Esso brillerà più volte per contrattempo e non per sfarzo, verrà catalogato da chi si ritiene l'Amante come un compagno che vien ancor prima della vittima stessa- diverrà un'arma preziosa se usata ad arte, il nemico più invincibile quando sottovalutato.
Il rischiare, non deve però considerarsi come rischio (in eugual antifona) ma piuttosto pari ad una convenzionale occasione; che ogni valido cacciatore deve saper ritenere opportunamente superabile o meno.






Anno del Signore 1307 - Dicembre

Si era appena accorto di aver perso l'ispirazione.
Nel silenzio del faticoso annunciarsi dell'alba, Feliciano constatò amaramente -e guardando i fumi della notte stuzzicarlo in fini volute astratte, fino a trovarseli atrocemente davanti- di non aver più con sé il sentimento di scoperta e fulcore che accompagnava prima le sue estasiate pupille nere ad inghiottire quadri e schizzi dipinti per aria; un fuoco delicato e fresco scoppiargli impietoso nello stomaco; scintille di faville di fuoco sulle sue tele e pennelli in modo così sagace ed imperioso, tale da lasciar attonita la mente tormentata.

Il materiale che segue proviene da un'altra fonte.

impl DetectionOrchestrator {
    /// Creates an orchestrator.
    #[must_use]
    pub fn new(collaborators: Collaborators, config: &DetectionConfig) -> Self {
        Self {
            collaborators,
            quota: QuotaTracker::from_config(config),
            summary_retention: config.summary_retention(),
            notify_on_error: config.notify_on_error,
            guard: SingleFlight::new(),
            configuration: RwLock::new(ExposureConfiguration::placeholder()),
        }
    }

    /// Returns the persisted state store.
    #[must_use]
    pub fn store(&self) -> &Arc<dyn StateStore> {
        &self.collaborators.store
    }

    /// Returns the collaborators this orchestrator drives.
    #[must_use]
    pub const fn collaborators(&self) -> &Collaborators {
        &self.collaborators
    }

    /// Returns true while a run is in progress.
    #[must_use]
    pub fn is_running(&self) -> bool {
        self.guard.is_held()
    }

    /// Returns the last known matching configuration.
    pub async fn configuration(&self) -> ExposureConfiguration {
        self.configuration.read().await.clone()
    }

    /// Fetches the matching configuration ahead of the next run.
    ///
    /// Returns false and keeps the last known configuration on failure.
    pub async fn prefetch_configuration(&self) -> bool {
        match self.collaborators.configuration.fetch_configuration().await {
            Ok(configuration) => {
                *self.configuration.write().await = configuration;
                true
            }
            Err(e) => {
                warn!(error = %e, "failed to prefetch exposure configuration");
                false
            }
        }
    }

    /// Runs one detection pass.
    ///
    /// Fails fast with [`DetectionError::AlreadyInProgress`] when another run
    /// holds the guard, without touching persisted state. Cancellation via
    /// `cancel` is observed at every stage boundary and surfaces as
    /// [`DetectionError::Cancelled`] with nothing committed.
    ///
    /// # Errors
    ///
    /// Returns the error that stopped the run.
    pub async fn detect_exposures(
        &self,
        cancel: &CancellationToken,
    ) -> Result<DetectionOutcome, DetectionError> {
        let Some(permit) = self.guard.try_acquire() else {
            debug!("exposure detection already in progress");
            return Err(DetectionError::AlreadyInProgress);
        };
        info!(state = %RunState::Running, "exposure detection started");

        let mut unpacked = None;
        let result = self.run_stages(cancel, &mut unpacked).await;
        let result = self.finish(result, cancel);

        if let Some(archives) = unpacked {
            if let Err(e) = archives.cleanup() {
                warn!(error = %e, "failed to remove unpacked key archives");
            }
        }

        permit.release();
        debug!(state = %RunState::Idle, "exposure detection guard released");
        result
    }

    /// Executes the pipeline stages in order. Unpacked archives are handed
    /// back through `unpacked` so the caller removes them on every path.
    async fn run_stages(
        &self,
        cancel: &CancellationToken,
        unpacked: &mut Option<UnpackedArchives>,
    ) -> Result<StageOutput, DetectionError> {
        let c = &self.collaborators;

        checkpoint(cancel)?;
        let state = self
            .quota
            .ensure_fresh_quota(c.store.as_ref(), Utc::now())?;
        if state.is_quota_exhausted() {
            info!(
                capacity = self.quota.daily_file_capacity(),
                "daily file processing capacity exhausted"
            );
            return Ok(StageOutput::default());
        }

        checkpoint(cancel)?;
        let remote_paths = c.index.fetch_index().await?;
        let targets = select_targets(
            &remote_paths,
            &state.last_processed_archive_path,
            state.remaining_daily_file_processing_capacity,
        );
        debug!(
            available = remote_paths.len(),
            targets = targets.len(),
            capacity = state.remaining_daily_file_processing_capacity,
            "selected key archives"
        );
        if targets.is_empty() {
            info!("no new key archives to process");
            return Ok(StageOutput::default());
        }

        let mut packages = Vec::with_capacity(targets.len());
        for path in &targets {
            checkpoint(cancel)?;
            packages.push(c.downloader.download(path).await?);
        }

        checkpoint(cancel)?;
        let archives = unpacked.insert(c.unpacker.unpack(packages).await?);
        let key_files = archives.key_files().to_vec();
        debug!(files = key_files.len(), "unpacked key archives");

        checkpoint(cancel)?;
        let configuration = self.matching_configuration().await;

        checkpoint(cancel)?;
        let summary = c.engine.detect(&configuration, &key_files).await?;

        checkpoint(cancel)?;
        let mut exposures = Vec::new();
        if let Some(summary) = &summary {
            if configuration.is_exposing(summary) {
                exposures = c
                    .engine
                    .exposure_info(summary)
                    .await?
                    .into_iter()
                    .map(Exposure::from_raw)
                    .collect();
            } else {
                debug!(
                    score = summary.maximum_risk_score,
                    threshold = configuration.minimum_risk_score,
                    "summary below score threshold"
                );
            }
        }

        Ok(StageOutput {
            targets,
            summary,
            exposures,
        })
    }

    /// Fetches the matching configuration, falling back to the last known copy.
    async fn matching_configuration(&self) -> ExposureConfiguration {
        match self.collaborators.configuration.fetch_configuration().await {
            Ok(configuration) => {
                *self.configuration.write().await = configuration.clone();
                configuration
            }
            Err(e) => {
                warn!(error = %e, "using last known exposure configuration");
                self.configuration.read().await.clone()
            }
        }
    }

    /// Moves the run to its terminal state and commits accordingly.
    fn finish(
        &self,
        result: Result<StageOutput, DetectionError>,
        cancel: &CancellationToken,
    ) -> Result<DetectionOutcome, DetectionError> {
        if cancel.is_cancelled() || matches!(result, Err(DetectionError::Cancelled)) {
            self.record_error(TIMED_OUT_DESCRIPTION);
            warn!(state = %RunState::Cancelled, "exposure detection cancelled");
            return Err(DetectionError::Cancelled);
        }

        match result.and_then(|output| self.commit(output)) {
            Ok(outcome) => {
                info!(
                    state = %RunState::Completed,
                    processed = outcome.processed_file_count,
                    new_exposures = outcome.new_exposures.len(),
                    "exposure detection completed"
                );
                Ok(outcome)
            }
            Err(e) => {
                let description = e.to_string();
                self.record_error(&description);
                if self.notify_on_error {
                    post_best_effort(
                        self.collaborators.notifications.as_ref(),
                        &Advisory::detection_error(Some(&description)),
                    );
                }
                error!(state = %RunState::Failed, error = %e, "exposure detection failed");
                Err(e)
            }
        }
    }

    /// Commits a successful run. Runs that targeted nothing leave state as is.
    fn commit(&self, output: StageOutput) -> Result<DetectionOutcome, DetectionError> {
        let processed = output.targets.len();
        if processed == 0 {
            return Ok(DetectionOutcome::default());
        }

        let store = self.collaborators.store.as_ref();
        let now = Utc::now();

        let summary = match &output.summary {
            Some(summary) => {
                let sequence = store.sequence_in_day(start_of_day(now))?;
                Some(ExposureDetectionSummary::new(summary, now, sequence))
            }
            None => None,
        };

        // Targets were clamped to the remaining capacity when selected.
        let consumed = u32::try_from(processed).unwrap_or(u32::MAX);
        let mut state = store.user_state()?;
        state.remaining_daily_file_processing_capacity = state
            .remaining_daily_file_processing_capacity
            .saturating_sub(consumed);
        if let Some(last) = output.targets.last() {
            state.last_processed_archive_path.clone_from(last);
        }
        state.last_detection_error_description = None;

        let pruned = store.commit_run(
            &state,
            &output.exposures,
            summary.as_ref(),
            now - self.summary_retention,
        )?;
        if pruned > 0 {
            debug!(pruned, "pruned expired detection summaries");
        }

        Ok(DetectionOutcome {
            processed_file_count: processed,
            new_exposures: output.exposures,
            summary: output.summary,
        })
    }

    /// Stores the description of the error that ended a run.
    fn record_error(&self, description: &str) {
        let store = self.collaborators.store.as_ref();
        let result = store.user_state().and_then(|mut state| {
            state.last_detection_error_description = Some(description.to_string());
            store.save_user_state(&state)
        });

        if let Err(e) = result {
            warn!(error = %e, "failed to record detection error");
        }
    }
}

Gli era stata strappata di dosso la sua arte, il suo status d'Amante- quelle movenze decise capaci d'ammaliare, il fatto che si portasse addosso il profumo del vespro notturno e tutta la sua cascata di stelle; e che diventassero comete e costellazioni di bruma anche solo per un'offuscata notte. Perse anche maschere che aveva scoperto inutili, un'intero decoro di un bieco carnevale cucito con aghi e fili fintamente preziosi e sottili, rivelandosi fatali quando le puntute cime dorate di una corona avevano iniziato a bucare il suo lavoro, cogliendolo di sorpresa senza dargli tempo di rattoppare per bene, lasciando macabre pezze sporche a penzolare inutilmente.
Innanzi a lui, sostavano inquiete le fronde tintinnanti di ghiaccio della Schwarzwald, si scostavano l'un l'altra sfregando le poche foglie raggrinzite dal freddo; facevano perno sopra ad enormi stalattiti quasi conficcate a forza nel terreno, dove forse in un'altro tempo vi avrebbe riconisciuto la grezza corteccia ed il muschio cisposo dei tronchi.
Vedeva le querce farsi immense in lontananza, accavallare le forti radici fra pietre ed altri busti legnosi, esalavano forti il loro respiro verde, percepibile lì al limitare con vari sbuffi di fiere- un gorgogliare animalesco e naturale che raschiava il fondo della foresta, graffiava il sottobosco non riuscendo a liberarsi dalle pesanti catene di rami secchi.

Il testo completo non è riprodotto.